To make sense of variability in their data, biologists use statistical tests to determine whether experimental groups are significantly different from one another. The ability to determine statistical significance is a cornerstone of all biological research, and yet biologists of all ages often make fundamental errors in the ways they perform statistical comparisons. One of the most common mistakes is to conclude that two effects differ from one another when one group is significantly different from a control, but the other group is not. Sander Nieuwenhuis, Birte Forstmann and Eric-Jan Wagenmakers at Leiden University recently set out to quantify how often this mistake is made in neuroscience articles published in the world's leading scientific journals. They published their work in a recent edition of Nature Neuroscience.

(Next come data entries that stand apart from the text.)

use nalgebra::{DMatrix, DVector};

use crate::error::{Result, SsfError};
use crate::filter::{rank_one_downdate, FilterResults};
use crate::likelihood::Likelihood;
use crate::matrix::DeterminantalTerm;
use crate::ssf::{Measurement, MultivariateSsf, Ssf, SsfDynamics};
use crate::types::{FilterConfig, Storage};

/// Predict-update Kalman filter for models without diffuse components.
///
/// Per position `t`:
///   - Innovation: v_t = y_t - Z a_t,  f_t = Z P_t Z' + H
///   - Update:     a += P Z' v_t / f_t,  P -= (P Z')(P Z')' / f_t
///   - Predict:    a <- T a,  P <- T P T' + V
///
/// `f_t <= zero_variance` carries no information: the update is skipped.
#[derive(Debug, Clone, Default)]
pub struct OrdinaryFilter {
    config: FilterConfig,
}

/// Accumulators of one run.
pub(crate) struct Accumulator {
    pub det: DeterminantalTerm,
    pub ssq: f64,
    pub n: usize,
}

impl Accumulator {
    pub fn new() -> Self {
        Self {
            det: DeterminantalTerm::new(),
            ssq: 0.0,
            n: 0,
        }
    }

    pub fn add(&mut self, v: f64, f: f64) -> Result<()> {
        self.det.add(f)?;
        self.ssq += v * v / f;
        self.n += 1;
        Ok(())
    }

    pub fn likelihood(&self) -> Likelihood {
        Likelihood::new(self.n, self.det.log_determinant(), self.ssq)
    }
}

/// One measurement update; returns `(v, f)`.
pub(crate) fn update(
    measurement: &Measurement,
    pos: usize,
    y: f64,
    a: &mut DVector<f64>,
    p: &mut DMatrix<f64>,
    zero_variance: f64,
    acc: &mut Accumulator,
) -> Result<(f64, f64)> {
    let loading = &measurement.loading;
    let f = loading.zvz(pos, p) + measurement.error_variance;
    if f.is_nan() {
        return Err(SsfError::InvalidVariance(f));
    }
    let v = y - loading.zx(pos, a);
    if f <= zero_variance {
        return Ok((v, f));
    }
    let m = loading.zm(pos, p);
    a.axpy(v / f, &m, 1.0);
    rank_one_downdate(p, &m, f);
    acc.add(v, f)?;
    Ok((v, f))
}

/// a <- T a, P <- T P T' + V
pub(crate) fn predict(dynamics: &dyn SsfDynamics, pos: usize, a: &mut DVector<f64>, p: &mut DMatrix<f64>) {
    dynamics.tx(pos, a);
    dynamics.tvt(pos, p);
    dynamics.add_v(pos, p);
}

fn check_data(data_len: usize, what: &'static str) -> Result<()> {
    if data_len == 0 {
        return Err(SsfError::DataError(format!("no observations for {what}")));
    }
    Ok(())
}

impl OrdinaryFilter {
    pub fn new(config: FilterConfig) -> Self {
        Self { config }
    }

    pub fn config(&self) -> &FilterConfig {
        &self.config
    }

    pub fn process(&self, ssf: &Ssf, data: &[f64]) -> Result<FilterResults> {
        check_data(data.len(), "the ordinary filter")?;
        if ssf.diffuse_dim() > 0 {
            return Err(SsfError::Unsupported(
                "diffuse initialization requires the diffuse filter".into(),
            ));
        }
        let storage = self.config.storage;
        let mut out = FilterResults::with_capacity(data.len(), &self.config);
        let mut a = ssf.initialization.a0();
        let mut p = ssf.initialization.pf0();
        let mut acc = Accumulator::new();

        for (t, &y) in data.iter().enumerate() {
            if storage == Storage::Full {
                out.states.push(a.clone());
                out.covariances.push(p.clone());
            }
            if y.is_nan() {
                out.errors.push(f64::NAN);
                out.variances.push(ssf.measurement.loading.zvz(t, &p) + ssf.measurement.error_variance);
            } else {
                let (v, f) = update(
                    &ssf.measurement,
                    t,
                    y,
                    &mut a,
                    &mut p,
                    self.config.zero_variance,
                    &mut acc,
                )?;
                out.errors.push(v);
                out.variances.push(f);
            }
            predict(ssf.dynamics.as_ref(), t, &mut a, &mut p);
        }

        out.final_state = a;
        out.final_covariance = p;
        out.likelihood = acc.likelihood();
        Ok(out)
    }

    /// Sequential univariate updates, one per measurement in the order of
    /// `mssf.measurements`, then a single prediction. `rows[t][i]` is the
    /// i-th component at position t. Errors and variances are stored row by
    /// row (`n_measurements` entries per position).
    pub fn process_multivariate(&self, mssf: &MultivariateSsf, rows: &[Vec<f64>]) -> Result<FilterResults> {
        check_data(rows.len(), "the multivariate filter")?;
        if mssf.initialization.diffuse_dim() > 0 {
            return Err(SsfError::Unsupported(
                "diffuse initialization requires the diffuse filter".into(),
            ));
        }
        let k = mssf.n_measurements();
        let storage = self.config.storage;
        let mut out = FilterResults::with_capacity(rows.len() * k, &self.config);
        let mut a = mssf.initialization.a0();
        let mut p = mssf.initialization.pf0();
        let mut acc = Accumulator::new();

        for (t, row) in rows.iter().enumerate() {
            if row.len() != k {
                return Err(SsfError::DimensionMismatch {
                    what: "observation row",
                    expected: k,
                    got: row.len(),
                });
            }
            if storage == Storage::Full {
                out.states.push(a.clone());
                out.covariances.push(p.clone());
            }
            for (m, &y) in mssf.measurements.iter().zip(row) {
                if y.is_nan() {
                    out.errors.push(f64::NAN);
                    out.variances.push(m.loading.zvz(t, &p) + m.error_variance);
                    continue;
                }
                let (v, f) = update(m, t, y, &mut a, &mut p, self.config.zero_variance, &mut acc)?;
                out.errors.push(v);
                out.variances.push(f);
            }
            predict(mssf.dynamics.as_ref(), t, &mut a, &mut p);
        }

        out.final_state = a;
        out.final_covariance = p;
        out.likelihood = acc.likelihood();
        Ok(out)
    }
}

Nieuwenhuis and colleagues first explain in detail the mistake itself. It tends to happen when neuroscientists want to claim that one effect is bigger or smaller than another effect compared with control data. To do this, they simply report that one effect is statistically significantly different from controls (i.e. there is a 95% probability that the effect has not arisen by chance, P<0.05), while another is not (P>0.05). On the surface, this sounds reasonable, but it is flawed because it doesn't say anything about how different the two effects are from one another. To do this, researchers need to separately test for a significant interaction between the two results in question. Nieuwenhuis and his co-workers sum up the solution concisely: ‘...researchers need to report the statistical significance of their difference rather than the difference between their significance levels.’

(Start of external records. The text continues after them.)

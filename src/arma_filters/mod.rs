//! Likelihood-only filters for stationary ARMA processes.
//!
//! Every filter maps `y` (no missing values) to a vector `e` with
//! `e'e = y' Cov(y)^{-1} y` and reports `ln |Cov(y)|`. They differ in how the
//! start-up of the process is handled and in the length of `e`.

pub mod ansley;
pub mod kalman;
pub mod ljung_box;
pub mod modified_ljung_box;

pub use ansley::AnsleyFilter;
pub use kalman::KalmanArmaFilter;
pub use ljung_box::LjungBoxFilter;
pub use modified_ljung_box::ModifiedLjungBoxFilter;

use crate::error::{Result, SsfError};
use crate::likelihood::Likelihood;
use crate::model::ArmaModel;
use crate::types::ArmaFilterKind;

pub trait ArmaFilter: Send {
    /// Precomputes everything that depends on the model and the number of
    /// observations only. Returns the length of the output of `apply`.
    fn prepare(&mut self, model: &ArmaModel, n: usize) -> Result<usize>;

    /// Writes the transformed residuals of `y` into `out`.
    fn apply(&self, y: &[f64], out: &mut [f64]) -> Result<()>;

    /// `ln |Cov(y)|` of the prepared model, variance included.
    fn log_determinant(&self) -> f64;
}

impl ArmaFilterKind {
    pub fn create(&self) -> Box<dyn ArmaFilter + Send> {
        match self {
            ArmaFilterKind::Ansley => Box::new(AnsleyFilter::default()),
            ArmaFilterKind::Kalman => Box::new(KalmanArmaFilter::default()),
            ArmaFilterKind::LjungBox => Box::new(LjungBoxFilter::default()),
            ArmaFilterKind::ModifiedLjungBox => Box::new(ModifiedLjungBoxFilter::default()),
        }
    }
}

/// Likelihood ingredients of `y` under `model` through `filter`.
pub fn concentrated_likelihood(
    filter: &mut dyn ArmaFilter,
    model: &ArmaModel,
    y: &[f64],
) -> Result<Likelihood> {
    let len = filter.prepare(model, y.len())?;
    let mut out = vec![0.0; len];
    filter.apply(y, &mut out)?;
    let ssq = out.iter().map(|e| e * e).sum();
    Ok(Likelihood::new(y.len(), filter.log_determinant(), ssq))
}

/// Shared argument checks of `apply`.
pub(crate) fn check_apply(prepared: Option<(usize, usize)>, y: &[f64], out: &[f64]) -> Result<()> {
    let (n, len) = prepared.ok_or_else(|| SsfError::ModelError("filter used before prepare".into()))?;
    if y.len() != n {
        return Err(SsfError::DimensionMismatch {
            what: "observations",
            expected: n,
            got: y.len(),
        });
    }
    if out.len() != len {
        return Err(SsfError::DimensionMismatch {
            what: "filter output",
            expected: len,
            got: out.len(),
        });
    }
    if let Some(pos) = y.iter().position(|v| !v.is_finite()) {
        return Err(SsfError::DataError(format!(
            "ARMA filters need complete data (position {pos})"
        )));
    }
    Ok(())
}

/// `ar(L) y` and `ma(L)` residual recursion used by the Ljung-Box filters:
///   e_t = sum_i ar_i y_{t-i} - sum_{j>=1} ma_j e_{t-j},
/// where `y_{s}` and `e_{s}` for `s < start` come from `pre_y` / `pre_e`
/// (`pre_y[a - 1] = y_{start - a}`, `pre_e[b - 1] = e_{start - b}`).
pub(crate) fn residuals(
    ar: &[f64],
    ma: &[f64],
    y: &[f64],
    start: usize,
    pre_y: &[f64],
    pre_e: &[f64],
) -> Vec<f64> {
    let n = y.len();
    let mut e = vec![0.0; n - start.min(n)];
    for t in start..n {
        let mut v = 0.0;
        for (i, &c) in ar.iter().enumerate() {
            v += c * if t >= start + i {
                y[t - i]
            } else {
                pre_y.get(start + i - t - 1).copied().unwrap_or(0.0)
            };
        }
        for (j, &c) in ma.iter().enumerate().skip(1) {
            v -= c * if t >= start + j {
                e[t - j - start]
            } else {
                pre_e.get(start + j - t - 1).copied().unwrap_or(0.0)
            };
        }
        e[t - start] = v;
    }
    e
}

#[cfg(test)]
mod tests {
    use super::*;
    use crate::filter::OrdinaryFilter;
    use crate::model::ArimaModel;
    use crate::ssf::arma::ArmaSsf;
    use rand::rngs::StdRng;
    use rand::SeedableRng;
    use rand_distr::{Distribution, Normal};

    fn simulate(model: &ArmaModel, n: usize, seed: u64) -> Vec<f64> {
        let mut rng = StdRng::seed_from_u64(seed);
        let normal = Normal::new(0.0, model.var.sqrt()).unwrap();
        let burn = 200;
        let e: Vec<f64> = (0..n + burn).map(|_| normal.sample(&mut rng)).collect();
        let mut y = vec![0.0; n + burn];
        for t in 0..n + burn {
            let mut v = 0.0;
            for (j, &c) in model.ma.iter().enumerate() {
                if t >= j {
                    v += c * e[t - j];
                }
            }
            for (i, &c) in model.ar.iter().enumerate().skip(1) {
                if t >= i {
                    v -= c * y[t - i];
                }
            }
            y[t] = v;
        }
        y.split_off(burn)
    }

    fn models() -> Vec<ArmaModel> {
        vec![
            ArmaModel::new(vec![1.0, -0.5, 0.2], vec![1.0, 0.4], 1.5).unwrap(),
            ArmaModel::new(vec![1.0, -0.3, 0.1, -0.2], vec![1.0], 0.7).unwrap(),
            ArmaModel::new(vec![1.0], vec![1.0, 0.5, -0.3], 2.0).unwrap(),
            ArmaModel::new(vec![1.0, 0.6], vec![1.0, -0.2, 0.3, 0.4], 1.0).unwrap(),
            ArimaModel::airline(12, -0.6, -0.8).unwrap().stationary(),
            // gamma(1) = 0
            ArmaModel::new(vec![1.0], vec![1.0, 0.0, 0.0, 0.0, -0.8], 1.0).unwrap(),
            ArimaModel::airline(12, 0.0, -0.8).unwrap().stationary(),
            ArmaModel::white_noise(),
        ]
    }

    #[test]
    fn test_filters_agree_with_kalman_filter() {
        for (m, model) in models().iter().enumerate() {
            let y = simulate(model, 90, 100 + m as u64);
            let ssf = ArmaSsf::new(model).unwrap().into_ssf().unwrap();
            let reference = OrdinaryFilter::default().process(&ssf, &y).unwrap().likelihood;
            for kind in ArmaFilterKind::ALL {
                let mut filter = kind.create();
                let ll = concentrated_likelihood(filter.as_mut(), model, &y).unwrap();
                let tol = 1e-6 * (1.0 + reference.logdet.abs());
                assert!(
                    (ll.logdet - reference.logdet).abs() < tol,
                    "model {m}, {}: logdet {} vs {}",
                    kind.name(),
                    ll.logdet,
                    reference.logdet
                );
                let tol = 1e-6 * (1.0 + reference.ssq.abs());
                assert!(
                    (ll.ssq - reference.ssq).abs() < tol,
                    "model {m}, {}: ssq {} vs {}",
                    kind.name(),
                    ll.ssq,
                    reference.ssq
                );
                assert_eq!(ll.n, 90);
            }
        }
    }

    #[test]
    fn test_short_series() {
        let model = ArmaModel::new(vec![1.0, -0.4, 0.3, -0.1], vec![1.0, 0.2], 1.0).unwrap();
        let y = [0.5, -1.0];
        let ssf = ArmaSsf::new(&model).unwrap().into_ssf().unwrap();
        let reference = OrdinaryFilter::default().process(&ssf, &y).unwrap().likelihood;
        for kind in ArmaFilterKind::ALL {
            let mut filter = kind.create();
            let ll = concentrated_likelihood(filter.as_mut(), &model, &y).unwrap();
            assert!((ll.logdet - reference.logdet).abs() < 1e-9, "{}", kind.name());
            assert!((ll.ssq - reference.ssq).abs() < 1e-9, "{}", kind.name());
        }
    }

    #[test]
    fn test_output_lengths() {
        let model = ArmaModel::new(vec![1.0, -0.5, 0.2], vec![1.0, 0.4], 1.0).unwrap();
        let expected = [
            (ArmaFilterKind::Ansley, 50),
            (ArmaFilterKind::Kalman, 50),
            (ArmaFilterKind::LjungBox, 53),
            (ArmaFilterKind::ModifiedLjungBox, 51),
        ];
        for (kind, len) in expected {
            assert_eq!(kind.create().prepare(&model, 50).unwrap(), len, "{}", kind.name());
        }
    }

    #[test]
    fn test_apply_checks_arguments() {
        let model = ArmaModel::new(vec![1.0, -0.5], vec![1.0, 0.4], 1.0).unwrap();
        for kind in ArmaFilterKind::ALL {
            let mut filter = kind.create();
            assert!(matches!(
                filter.apply(&[1.0, 2.0], &mut [0.0; 2]),
                Err(SsfError::ModelError(_))
            ));
            let len = filter.prepare(&model, 3).unwrap();
            let mut out = vec![0.0; len];
            assert!(matches!(
                filter.apply(&[1.0, 2.0], &mut out),
                Err(SsfError::DimensionMismatch { .. })
            ));
            assert!(matches!(
                filter.apply(&[1.0, f64::NAN, 2.0], &mut out),
                Err(SsfError::DataError(_))
            ));
        }
    }

    #[test]
    fn test_non_stationary_model_rejected() {
        let model = ArmaModel::new(vec![1.0, -1.0], vec![1.0], 1.0).unwrap();
        for kind in ArmaFilterKind::ALL {
            assert!(
                matches!(kind.create().prepare(&model, 10), Err(SsfError::NonStationary)),
                "{}",
                kind.name()
            );
        }
    }

    #[test]
    fn test_residual_recursion_with_pre_sample() {
        // (1 - 0.5L) y_t = (1 + 0.4L) e_t, y_{-1} = 2, e_{-1} = 1
        let e = residuals(&[1.0, -0.5], &[1.0, 0.4], &[1.0, 3.0], 0, &[2.0], &[1.0]);
        let e0 = 1.0 - 0.5 * 2.0 - 0.4 * 1.0;
        let e1 = 3.0 - 0.5 * 1.0 - 0.4 * e0;
        assert!((e[0] - e0).abs() < 1e-15);
        assert!((e[1] - e1).abs() < 1e-15);
    }
}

The team had an impression that this type of error was widespread in the neuroscience community. To test this idea, they went hunting for ‘difference of significance’ errors in neuroscience articles published in five very prestigious journals (Nature, Science, Nature Neuroscience, Neuron, Journal of Neuroscience). In total, they ended up evaluating the statistical tests used in over 500 neuroscience papers. They found that 31% of behavioural, systems, and cognitive studies contain situations where authors could potentially make an error. In half of these cases, authors made the mistake of not reporting the significance of differences within their data. The team then went on to look at cellular and molecular neuroscience articles published in Nature Neuroscience in 2009 and 2010. Incredibly, out of 120 articles sampled, not a single publication used correct procedures to compare effect sizes. At least 25 papers erroneously compared significance levels either implicitly or explicitly.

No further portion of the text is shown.